The Russian pyramid and Kaisa are 68 mm (2 1116 in) in diameter. There are sixteen balls in the Russian pyramid, much as in a pool, except fifteen, are white and numbered, and the cue ball is normally red. [eight] The yellow object ball (called the Kaisa in Finnish), two red object balls, and two white cue balls are used in Kaisa (usually distinguished by one cue ball having a spot or other marking on it and each of which helps as an object ball for the opponent).
Carom billiards balls are relatively larger than pool balls, measuring 61.5 mm (2 716 in) in diameter, and come in a set of two cue balls (one coloured or marked) and an object ball.
Standard pool balls measure 57.15 mm (2 14 in) in diameter and are used in many pool games worldwide. They come in sets of two object balls, seven solids and stripes, an 8 ball, and a cue ball, and are racked differently for various games (some do not use the entire ball set). Blackball (English-style eight-ball) sets are identical. Instead of solids and stripes, they have unmarked groups of red and yellow balls, known as the “casino” style.
With a diameter of 52.5 mm ( 2 16 in), snooker balls are smaller than American-style pool balls plus come in sets of 22. 6 coloured and 15 red balls, and a cue ball). Billiard balls in England are the same size as snooker balls and come in three-ball sets (two cue balls and a red object ball). Custom ball sets are used in other sports, such as a bumper pool.

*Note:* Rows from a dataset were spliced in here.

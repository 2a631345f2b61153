//! Prometheus 指标模块
//!
//! 基于 metrics crate 和 metrics-exporter-prometheus 实现指标收集与导出。
//! 指标通过独立的 HTTP 端口暴露，供 Prometheus 抓取。

use anyhow::Result;
use axum::{Router, routing::get};
use metrics_exporter_prometheus::{PrometheusBuilder, PrometheusHandle};
use std::net::SocketAddr;
use tokio::net::TcpListener;
use tracing::{error, info};

use crate::config::ObservabilityConfig;

/// Metrics 资源守卫
pub struct MetricsHandle {
    _server_handle: tokio::task::JoinHandle<()>,
}

/// 初始化 Prometheus 指标导出
///
/// 启动一个独立的 HTTP 服务器在指定端口暴露 `/metrics` 端点。
pub async fn init(config: &ObservabilityConfig, service_name: &str) -> Result<MetricsHandle> {
    let handle = PrometheusBuilder::new().install_recorder()?;

    register_common_metrics(service_name);

    let addr = SocketAddr::from(([0, 0, 0, 0], config.metrics_port));
    let server_handle = start_metrics_server(addr, handle).await?;

    Ok(MetricsHandle {
        _server_handle: server_handle,
    })
}

/// 注册通用指标描述，出现在 /metrics 端点的 HELP 注释中
fn register_common_metrics(service_name: &str) {
    metrics::describe_counter!("http_requests_total", "Total number of HTTP requests");
    metrics::describe_histogram!(
        "http_request_duration_seconds",
        "HTTP request duration in seconds"
    );

    metrics::describe_counter!("price_searches_total", "Total number of price searches");
    metrics::describe_histogram!(
        "price_search_results",
        "Number of price records returned per search"
    );

    metrics::describe_counter!("translations_total", "Total number of translation requests");
    metrics::describe_counter!("auth_requests_total", "Total number of auth requests");

    metrics::counter!("service_starts_total", "service" => service_name.to_string()).increment(1);
}

/// 启动指标 HTTP 服务器
async fn start_metrics_server(
    addr: SocketAddr,
    handle: PrometheusHandle,
) -> Result<tokio::task::JoinHandle<()>> {
    let app = Router::new()
        .route("/metrics", get(move || std::future::ready(handle.render())))
        .route("/health", get(|| async { "OK" }));

    let listener = TcpListener::bind(addr).await?;
    info!("Metrics server listening on {}", addr);

    let server_handle = tokio::spawn(async move {
        if let Err(e) = axum::serve(listener, app).await {
            error!("Metrics server error: {}", e);
        }
    });

    Ok(server_handle)
}

// ============================================================================
// 便捷的指标记录函数
// ============================================================================

/// 记录 HTTP 请求
#[inline]
pub fn record_http_request(method: &str, path: &str, status: u16, duration_secs: f64) {
    let status_str = status.to_string();
    metrics::counter!(
        "http_requests_total",
        "method" => method.to_string(),
        "path" => path.to_string(),
        "status" => status_str.clone()
    )
    .increment(1);

    metrics::histogram!(
        "http_request_duration_seconds",
        "method" => method.to_string(),
        "path" => path.to_string(),
        "status" => status_str
    )
    .record(duration_secs);
}

/// 记录价格搜索
#[inline]
pub fn record_price_search(result_count: usize) {
    let matched = result_count > 0;
    metrics::counter!("price_searches_total", "matched" => matched.to_string()).increment(1);
    metrics::histogram!("price_search_results").record(result_count as f64);
}

/// 记录翻译请求
#[inline]
pub fn record_translation(from_lang: &str, to_lang: &str) {
    metrics::counter!(
        "translations_total",
        "from" => from_lang.to_string(),
        "to" => to_lang.to_string()
    )
    .increment(1);
}

/// 记录认证请求（login/register/logout）
#[inline]
pub fn record_auth_request(action: &'static str, outcome: &'static str) {
    metrics::counter!(
        "auth_requests_total",
        "action" => action,
        "outcome" => outcome
    )
    .increment(1);
}
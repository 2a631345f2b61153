//! MandiChallenge 演示 API 服务
//!
//! 面向农产品市场商户的 REST API：价格查询、消息翻译、登录注册和商户资料。
//! 所有处理器返回固定或简单过滤后的演示数据，不读写数据库。
//!
//! ## 模块结构
//!
//! - `cli`: 命令行入口（serve / migrate）
//! - `dto`: 请求和响应的数据传输对象
//! - `error`: 错误类型定义
//! - `handlers`: HTTP 请求处理器
//! - `middleware`: 安全头与 CORS
//! - `routes`: 路由配置
//! - `state`: 应用状态
//!
//! ## 技术栈
//!
//! - Web 框架：Axum
//! - 数据验证：validator
//! - 序列化：serde (camelCase)

pub mod cli;
pub mod dto;
pub mod error;
pub mod handlers;
pub mod middleware;
pub mod routes;
pub mod state;

pub use error::{ApiError, Result};
pub use routes::build_router;
pub use state::{AppState, ServiceInfo};
//! 数据库连接管理模块
//!
//! 提供 PostgreSQL 连接池管理，支持健康检查和嵌入式迁移。

use crate::config::DatabaseConfig;
use crate::error::{MandiError, Result};
use sqlx::migrate::Migrator;
use sqlx::postgres::{PgPool, PgPoolOptions};
use std::time::Duration;
use tracing::{info, instrument};

/// 编译期嵌入的迁移脚本（位于工作区根目录 migrations/）
static MIGRATOR: Migrator = sqlx::migrate!("../../migrations");

/// 数据库连接池包装
#[derive(Clone)]
pub struct Database {
    pool: PgPool,
}

impl Database {
    /// 创建数据库连接池
    ///
    /// 配置中未提供 `url` 时返回 `DatabaseNotConfigured`
    #[instrument(skip(config))]
    pub async fn connect(config: &DatabaseConfig) -> Result<Self> {
        let url = config
            .url
            .as_deref()
            .ok_or(MandiError::DatabaseNotConfigured)?;

        info!("Connecting to database...");

        let pool = PgPoolOptions::new()
            .max_connections(config.max_connections)
            .min_connections(config.min_connections)
            .acquire_timeout(Duration::from_secs(config.connect_timeout_seconds))
            .idle_timeout(Duration::from_secs(config.idle_timeout_seconds))
            .connect(url)
            .await?;

        info!("Database connection pool created");

        Ok(Self { pool })
    }

    /// 健康检查
    pub async fn health_check(&self) -> Result<()> {
        sqlx::query("SELECT 1")
            .execute(&self.pool)
            .await
            .map(|_| ())
            .map_err(MandiError::from)
    }

    /// 关闭连接池
    pub async fn close(&self) {
        self.pool.close().await;
        info!("Database connection pool closed");
    }

    /// 执行所有未应用的迁移
    #[instrument(skip(self))]
    pub async fn run_migrations(&self) -> Result<()> {
        info!(
            available = MIGRATOR.iter().count(),
            "Running database migrations..."
        );
        MIGRATOR.run(&self.pool).await?;
        info!("Database migrations applied");
        Ok(())
    }
}

#[cfg(test)]
mod tests {
    use super::*;

    #[test]
    fn test_migrations_are_embedded() {
        // 迁移脚本按版本号有序嵌入
        let versions: Vec<i64> = MIGRATOR.iter().map(|m| m.version).collect();
        assert!(versions.len() >= 2);
        assert!(versions.windows(2).all(|w| w[0] < w[1]));
    }

    #[tokio::test]
    async fn test_connect_without_url() {
        let config = DatabaseConfig::default();
        let result = Database::connect(&config).await;
        assert!(matches!(result, Err(MandiError::DatabaseNotConfigured)));
    }

    #[tokio::test]
    #[ignore] // 需要数据库连接
    async fn test_database_connection_and_migrations() {
        let config = DatabaseConfig {
            url: std::env::var("MANDI_DATABASE__URL").ok(),
            ..Default::default()
        };
        let db = Database::connect(&config).await.unwrap();
        db.health_check().await.unwrap();
        db.run_migrations().await.unwrap();
    }
}
//! HTTP 请求处理器

pub mod auth;
pub mod fallback;
pub mod health;
pub mod price_discovery;
pub mod translation;
pub mod vendor;
//! 商户资料

use axum::{Json, extract::Path};
use mandi_domain::{Vendor, demo_vendor_profile};
use tracing::debug;

/// 获取商户资料
///
/// GET /api/v1/vendors/profile/{vendor_id}
///
/// 返回固定的演示资料，`id` 为路径中的值
pub async fn get_profile(Path(vendor_id): Path<String>) -> Json<Vendor> {
    debug!(vendor_id = %vendor_id, "查询商户资料");
    Json(demo_vendor_profile(&vendor_id))
}
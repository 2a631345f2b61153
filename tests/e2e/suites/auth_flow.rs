//! 认证流程：注册 -> 登录 -> 登出

use reqwest::StatusCode;
use serde_json::{Value, json};

use crate::setup::TestEnvironment;

#[tokio::test]
async fn test_register_login_logout() {
    let mut env = TestEnvironment::setup().await.unwrap();

    let register = env
        .http
        .post(env.url("/api/v1/auth/register"))
        .json(&json!({
            "email": "meena@example.com",
            "password": "secret",
            "name": "Meena",
            "businessType": "retailer"
        }))
        .send()
        .await
        .unwrap();
    assert_eq!(register.status(), StatusCode::OK);
    let register: Value = register.json().await.unwrap();
    assert_eq!(register["user"]["name"], "Meena");
    assert_eq!(register["user"]["businessType"], "retailer");

    let login: Value = env
        .http
        .post(env.url("/api/v1/auth/login"))
        .json(&json!({ "email": "meena@example.com", "password": "secret" }))
        .send()
        .await
        .unwrap()
        .json()
        .await
        .unwrap();
    assert_eq!(login["token"], register["token"]);

    let logout = env
        .http
        .post(env.url("/api/v1/auth/logout"))
        .send()
        .await
        .unwrap();
    assert_eq!(logout.status(), StatusCode::OK);

    env.shutdown().await.unwrap();
}

#[tokio::test]
async fn test_login_requires_both_fields() {
    let mut env = TestEnvironment::setup().await.unwrap();

    for body in [
        json!({ "email": "meena@example.com" }),
        json!({ "password": "secret" }),
        json!({ "email": "", "password": "secret" }),
    ] {
        let response = env
            .http
            .post(env.url("/api/v1/auth/login"))
            .json(&body)
            .send()
            .await
            .unwrap();
        assert_eq!(response.status(), StatusCode::BAD_REQUEST, "body={body}");
    }

    env.shutdown().await.unwrap();
}
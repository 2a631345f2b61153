//! MandiChallenge 演示服务入口

use anyhow::Context;
use clap::Parser;
use mandi_api::cli::{Cli, CommandRunner, Commands};
use mandi_shared::{config::AppConfig, observability};

const SERVICE_NAME: &str = "mandi-api";

#[tokio::main]
async fn main() -> anyhow::Result<()> {
    let cli = Cli::parse();

    let mut config = AppConfig::load(SERVICE_NAME).context("加载配置失败")?;
    if let Some(level) = &cli.log_level {
        config.observability.log_level = level.clone();
    }

    let _guard = observability::init(&config.observability, &config.service_name).await?;

    let mut runner = CommandRunner::new(config);
    match cli.command_or_default() {
        Commands::Serve { port, host } => runner.run_serve(port, host).await?,
        Commands::Migrate => runner.run_migrate().await?,
    }

    Ok(())
}
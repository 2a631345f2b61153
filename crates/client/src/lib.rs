//! MandiChallenge 价格查询客户端
//!
//! 调用价格搜索接口，并把每次成功的结果按查询词缓存到本地。
//! 服务不可达时切换为离线状态，返回缓存中的数据。
//!
//! ## 模块结构
//!
//! - `config`: 客户端配置
//! - `cache`: 离线缓存（DashMap + JSON 文件）
//! - `client`: 搜索客户端与连通状态
//! - `error`: 错误类型

pub mod cache;
pub mod client;
pub mod config;
pub mod error;

pub use cache::OfflineCache;
pub use client::{Connectivity, PriceSearchClient, SearchOutcome, SearchSource};
pub use config::ClientConfig;
pub use error::{ClientError, Result};
//! 统一错误处理模块
//!
//! 定义基础设施层共享的错误类型，使用 thiserror 提供良好的错误信息。

use thiserror::Error;

/// 基础设施错误类型
#[derive(Debug, Error)]
pub enum MandiError {
    // ==================== 数据库错误 ====================
    #[error("数据库错误: {0}")]
    Database(#[from] sqlx::Error),

    #[error("数据库迁移失败: {0}")]
    Migration(#[from] sqlx::migrate::MigrateError),

    #[error("数据库未配置")]
    DatabaseNotConfigured,

    // ==================== 配置错误 ====================
    #[error("配置错误: {0}")]
    Config(#[from] config::ConfigError),

    // ==================== 业务错误 ====================
    #[error("参数验证失败: {0}")]
    Validation(String),

    #[error("记录未找到: {entity} id={id}")]
    NotFound { entity: String, id: String },

    // ==================== 通用错误 ====================
    #[error("内部错误: {0}")]
    Internal(String),
}

/// 错误结果类型别名
pub type Result<T> = std::result::Result<T, MandiError>;

impl MandiError {
    /// 获取错误码
    pub fn code(&self) -> &'static str {
        match self {
            Self::Database(_) => "DATABASE_ERROR",
            Self::Migration(_) => "MIGRATION_ERROR",
            Self::DatabaseNotConfigured => "DATABASE_NOT_CONFIGURED",
            Self::Config(_) => "CONFIG_ERROR",
            Self::Validation(_) => "VALIDATION_ERROR",
            Self::NotFound { .. } => "NOT_FOUND",
            Self::Internal(_) => "INTERNAL_ERROR",
        }
    }
}
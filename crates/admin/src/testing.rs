//! In-memory [`PmsApi`] for workflow tests.

use std::collections::VecDeque;
use std::sync::Mutex;
use std::sync::atomic::{AtomicBool, Ordering};

use pms_admin_core::{Email, Identifier, TreeNode};

use crate::pms::{DeletionReport, PmsApi, PmsError};

/// A recorded backend call.
#[derive(Debug, Clone, PartialEq, Eq)]
pub enum Call {
    FetchHierarchy(String),
    DeleteWithReportees(String),
    DeleteMultiple(Vec<String>),
}

/// Replays queued responses and records every call.
///
/// An empty queue answers with an empty tree or an empty report. After
/// [`FakePms::stall_deletions`], delete calls are recorded and never answer.
#[derive(Default)]
pub struct FakePms {
    trees: Mutex<VecDeque<Result<Option<TreeNode>, PmsError>>>,
    deletions: Mutex<VecDeque<Result<DeletionReport, PmsError>>>,
    calls: Mutex<Vec<Call>>,
    stalled: AtomicBool,
}

#[allow(clippy::unwrap_used)]
impl FakePms {
    pub fn new() -> Self {
        Self::default()
    }

    pub fn push_tree(&self, response: Result<Option<TreeNode>, PmsError>) {
        self.trees.lock().unwrap().push_back(response);
    }

    pub fn push_deletion(&self, response: Result<DeletionReport, PmsError>) {
        self.deletions.lock().unwrap().push_back(response);
    }

    pub fn stall_deletions(&self) {
        self.stalled.store(true, Ordering::SeqCst);
    }

    pub fn calls(&self) -> Vec<Call> {
        self.calls.lock().unwrap().clone()
    }

    pub fn api_error(status: u16, message: &str) -> PmsError {
        PmsError::Api {
            status,
            message: message.to_string(),
        }
    }

    fn record(&self, call: Call) {
        self.calls.lock().unwrap().push(call);
    }

    async fn next_deletion(&self) -> Result<DeletionReport, PmsError> {
        if self.stalled.load(Ordering::SeqCst) {
            std::future::pending::<()>().await;
        }
        self.deletions
            .lock()
            .unwrap()
            .pop_front()
            .unwrap_or_else(|| Ok(DeletionReport::default()))
    }
}

#[allow(clippy::unwrap_used)]
impl PmsApi for FakePms {
    async fn fetch_hierarchy(&self, identifier: &Identifier) -> Result<Option<TreeNode>, PmsError> {
        self.record(Call::FetchHierarchy(identifier.as_str().to_string()));
        self.trees.lock().unwrap().pop_front().unwrap_or(Ok(None))
    }

    async fn delete_user_with_reportees(&self, email: &Email) -> Result<DeletionReport, PmsError> {
        self.record(Call::DeleteWithReportees(email.as_str().to_string()));
        self.next_deletion().await
    }

    async fn delete_multiple_users(
        &self,
        identifiers: &[String],
    ) -> Result<DeletionReport, PmsError> {
        self.record(Call::DeleteMultiple(identifiers.to_vec()));
        self.next_deletion().await
    }
}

Since the beginning of the game, billiard balls have been made from various materials, including clay, bakelite, celluloid, crystallite, ivory, rubber, steel, and wood. From 1627 to the early twentieth century, ivory was the most common commodity.
The quest for an alternative to ivory was motivated by economics and fear of danger to elephant hunters, not by environmental concerns. It was ignited in part by a $10,000 prize offered by a New York billiard table maker for a replacement content. Celluloid, patented by John Wesley Hyatt in 1868, was the first viable alternative. Still, the substance was volatile, prone to exploding during production, and highly flammable. Billiard tables come in various sizes and types. Tables are usually rectangles that are twice as long as they are wide. The nominal length of a table’s longer dimension is usually used to describe its height.
The length of a full-size snooker table is 12 feet (3.7 meters). Tables for carom billiards are normally 10 feet tall (3.0 m). Pool tables are 9 feet (2.7 meters) in length, but bars and other places that cater to casual play usually use 7-foot (2.1 meters) tables that are coin-operated and called “bar boxes.” Ten-foot pool tables used to be popular, but they are now considered antiques.
To avoid warping and changes due to temperature and humidity, high-quality tables have a bed made of thick slate in three parts. Modern carom tables typically have heated slates to hold moisture at bay and have a consistent playing surface.